Wednesday, September 24, 2025

Brown Snake-Eagle

I believe I saw this brown snake-eagle from the boat I took on the Victoria Nile from Paraa to Murchison Falls and back (in Murchison Falls NP). It is a fairly dark hazel brown, has a shortish tail barred brown and grayish cream. It is larger and more powerful than other snake eagles and takes larger prey, including reasonably sized snakes, harmless or venomous. They have thick-skinned legs to protect them from snake bites. At a nest in Zimbabwe, three of four snake species recorded were venomous, including boomslang, puff adder and black-necked spitting cobra. Most of the snakes taken to the nest were decapitated. A large puff adder weighing 1.65 pounds was recorded and there are accounts of them hunting black mambas up to 9 feet, 2 inches long. They usually swallow their prey whole, although large snakes are torn apart. They usually perch on the top of a prominent tree or on a hill and rarely change their perch.
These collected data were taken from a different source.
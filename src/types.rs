use crate::Error;
use crate::consts::{DAYS_PER_WEEK, MONTHS_PER_YEAR};
use crate::field::Field;
use crate::prelude::*;
use std::fmt;

/// The valid values of a field: `min..=max`, where the maximum may vary
/// between `smallest_max` and `max` (e.g. day-of-month is `1..=29/30`).
#[derive(Debug, Clone, Copy, PartialEq, Eq, Hash)]
pub struct ValueRange {
    min:          i64,
    smallest_max: i64,
    max:          i64,
}

impl ValueRange {
    /// Creates a fixed range `min..=max`
    pub const fn of(min: i64, max: i64) -> Self {
        Self {
            min,
            smallest_max: max,
            max,
        }
    }

    /// Creates a range whose maximum is between `smallest_max` and `max`
    pub const fn variable(min: i64, smallest_max: i64, max: i64) -> Self {
        Self {
            min,
            smallest_max,
            max,
        }
    }

    pub const fn min(&self) -> i64 {
        self.min
    }

    pub const fn max(&self) -> i64 {
        self.max
    }

    pub const fn smallest_max(&self) -> i64 {
        self.smallest_max
    }

    pub const fn is_fixed(&self) -> bool {
        self.smallest_max == self.max
    }

    pub const fn is_valid(&self, value: i64) -> bool {
        self.min <= value && value <= self.max
    }

    /// Returns `value` if it lies in the range.
    ///
    /// # Errors
    /// Returns `Error::InvalidFieldValue` naming `field` otherwise.
    pub fn check(&self, field: Field, value: i64) -> Result<i64, Error> {
        if self.is_valid(value) {
            Ok(value)
        } else {
            Err(Error::InvalidFieldValue {
                field,
                value,
                range: *self,
            })
        }
    }
}

impl fmt::Display for ValueRange {
    fn fmt(&self, f: &mut fmt::Formatter<'_>) -> fmt::Result {
        if self.is_fixed() {
            write!(f, "{}..={}", self.min, self.max)
        } else {
            write!(f, "{}..={}/{}", self.min, self.smallest_max, self.max)
        }
    }
}

/// A month of the Hijrah year.
///
/// A month is also an adjuster: `date.with_adjuster(&Month::Ramadan)` moves
/// the date into that month of the same year, clamping the day.
#[derive(Debug, Clone, Copy, PartialEq, Eq, PartialOrd, Ord, Hash, Display)]
#[cfg_attr(feature = "serde", derive(serde::Serialize, serde::Deserialize))]
#[cfg_attr(feature = "serde", serde(try_from = "u8", into = "u8"))]
#[repr(u8)]
pub enum Month {
    #[display(fmt = "Muharram")]
    Muharram = 1,
    #[display(fmt = "Safar")]
    Safar,
    #[display(fmt = "Rabi al-Awwal")]
    RabiAlAwwal,
    #[display(fmt = "Rabi al-Thani")]
    RabiAlThani,
    #[display(fmt = "Jumada al-Awwal")]
    JumadaAlAwwal,
    #[display(fmt = "Jumada al-Thani")]
    JumadaAlThani,
    #[display(fmt = "Rajab")]
    Rajab,
    #[display(fmt = "Shaaban")]
    Shaaban,
    #[display(fmt = "Ramadan")]
    Ramadan,
    #[display(fmt = "Shawwal")]
    Shawwal,
    #[display(fmt = "Dhu al-Qidah")]
    DhuAlQidah,
    #[display(fmt = "Dhu al-Hijjah")]
    DhuAlHijjah,
}

impl Month {
    pub const ALL: [Self; 12] = [
        Self::Muharram,
        Self::Safar,
        Self::RabiAlAwwal,
        Self::RabiAlThani,
        Self::JumadaAlAwwal,
        Self::JumadaAlThani,
        Self::Rajab,
        Self::Shaaban,
        Self::Ramadan,
        Self::Shawwal,
        Self::DhuAlQidah,
        Self::DhuAlHijjah,
    ];

    pub const RANGE: ValueRange = ValueRange::of(1, MONTHS_PER_YEAR as i64);

    /// Returns the month with the given number (1 = Muharram).
    ///
    /// # Errors
    /// Returns `Error::InvalidFieldValue` if `value` is not in `1..=12`.
    pub fn of(value: i64) -> Result<Self, Error> {
        Self::RANGE.check(Field::MonthOfYear, value)?;
        // check() guarantees 1..=12
        Ok(Self::ALL[(value - 1) as usize])
    }

    /// Returns the month number, 1 through 12
    pub const fn number(self) -> u8 {
        self as u8
    }

    /// Returns the month `months` after this one, wrapping around the year
    pub const fn plus(self, months: i64) -> Self {
        let index = (self as i64 - 1 + months % 12).rem_euclid(12);
        Self::ALL[index as usize]
    }

    pub const fn minus(self, months: i64) -> Self {
        self.plus(-(months % 12))
    }
}

impl TryFrom<u8> for Month {
    type Error = Error;

    fn try_from(value: u8) -> Result<Self, Self::Error> {
        Self::of(i64::from(value))
    }
}

impl From<Month> for u8 {
    fn from(month: Month) -> Self {
        month.number()
    }
}

/// ISO day of the week. Every chronology shares the seven-day week.
#[derive(Debug, Clone, Copy, PartialEq, Eq, PartialOrd, Ord, Hash, Display)]
#[repr(u8)]
pub enum Weekday {
    Monday = 1,
    Tuesday,
    Wednesday,
    Thursday,
    Friday,
    Saturday,
    Sunday,
}

impl Weekday {
    const ALL: [Self; 7] = [
        Self::Monday,
        Self::Tuesday,
        Self::Wednesday,
        Self::Thursday,
        Self::Friday,
        Self::Saturday,
        Self::Sunday,
    ];

    /// Returns the weekday with the given ISO number (Monday = 1).
    ///
    /// # Errors
    /// Returns `Error::InvalidFieldValue` if `value` is not in `1..=7`.
    pub fn of(value: i64) -> Result<Self, Error> {
        ValueRange::of(1, DAYS_PER_WEEK).check(Field::DayOfWeek, value)?;
        Ok(Self::ALL[(value - 1) as usize])
    }

    /// Weekday of an epoch day. Epoch day 0 was a Thursday.
    pub const fn from_epoch_day(epoch_day: i64) -> Self {
        Self::ALL[(epoch_day + 3).rem_euclid(DAYS_PER_WEEK) as usize]
    }

    pub const fn number(self) -> u8 {
        self as u8
    }

    pub const fn plus(self, days: i64) -> Self {
        Self::ALL[(self as i64 - 1 + days % DAYS_PER_WEEK).rem_euclid(DAYS_PER_WEEK) as usize]
    }
}

#[cfg(test)]
mod tests {
    use super::*;

    #[test]
    fn test_value_range_display() {
        assert_eq!(ValueRange::of(1, 12).to_string(), "1..=12");
        assert_eq!(ValueRange::variable(1, 29, 30).to_string(), "1..=29/30");
    }

    #[test]
    fn test_value_range_check() {
        let range = ValueRange::of(1, 12);
        assert_eq!(range.check(Field::MonthOfYear, 12).unwrap(), 12);
        assert!(matches!(
            range.check(Field::MonthOfYear, 13),
            Err(Error::InvalidFieldValue { field: Field::MonthOfYear, value: 13, .. })
        ));
    }

    #[test]
    fn test_month_of() {
        assert_eq!(Month::of(1).unwrap(), Month::Muharram);
        assert_eq!(Month::of(9).unwrap(), Month::Ramadan);
        assert_eq!(Month::of(12).unwrap(), Month::DhuAlHijjah);
        assert!(Month::of(0).is_err());
        assert!(Month::of(13).is_err());
    }

    #[test]
    fn test_month_plus_wraps() {
        assert_eq!(Month::DhuAlHijjah.plus(1), Month::Muharram);
        assert_eq!(Month::Muharram.plus(-1), Month::DhuAlHijjah);
        assert_eq!(Month::Ramadan.plus(25), Month::Shawwal);
        assert_eq!(Month::Safar.minus(3), Month::DhuAlQidah);
        assert_eq!(Month::Rajab.plus(i64::MIN), Month::Rajab.plus(i64::MIN % 12));
    }

    #[test]
    fn test_month_display_and_number() {
        assert_eq!(Month::RabiAlAwwal.to_string(), "Rabi al-Awwal");
        assert_eq!(Month::DhuAlHijjah.number(), 12);
        assert_eq!(u8::from(Month::Shaaban), 8);
    }

    #[cfg(feature = "serde")]
    #[test]
    fn test_month_serde() {
        let json = serde_json::to_string(&Month::Ramadan).unwrap();
        assert_eq!(json, "9");
        let month: Month = serde_json::from_str("10").unwrap();
        assert_eq!(month, Month::Shawwal);
        assert!(serde_json::from_str::<Month>("13").is_err());
    }

    #[test]
    fn test_weekday_from_epoch_day() {
        assert_eq!(Weekday::from_epoch_day(0), Weekday::Thursday);
        assert_eq!(Weekday::from_epoch_day(-1), Weekday::Wednesday);
        // 1446-02-05 is 2024-08-09, a Friday
        assert_eq!(Weekday::from_epoch_day(19_944), Weekday::Friday);
        assert_eq!(Weekday::Sunday.plus(1), Weekday::Monday);
        assert_eq!(Weekday::of(7).unwrap(), Weekday::Sunday);
        assert!(Weekday::of(8).is_err());
    }
}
They do eat other prey, including monitor lizards, toads, francolilns, guineafowl, rats and other mammals. 


Illustration from Birds of the World.

Range from Birds of the World. 
It is somewhat scarce and possibly declining, but persisting fairly strongly over a large range, so it is of Least Concern by the IUCN.  

1 comment:

  1. There's something about it that makes it look not too smart, supported by the fact that it eats snakes (and swallows them whole).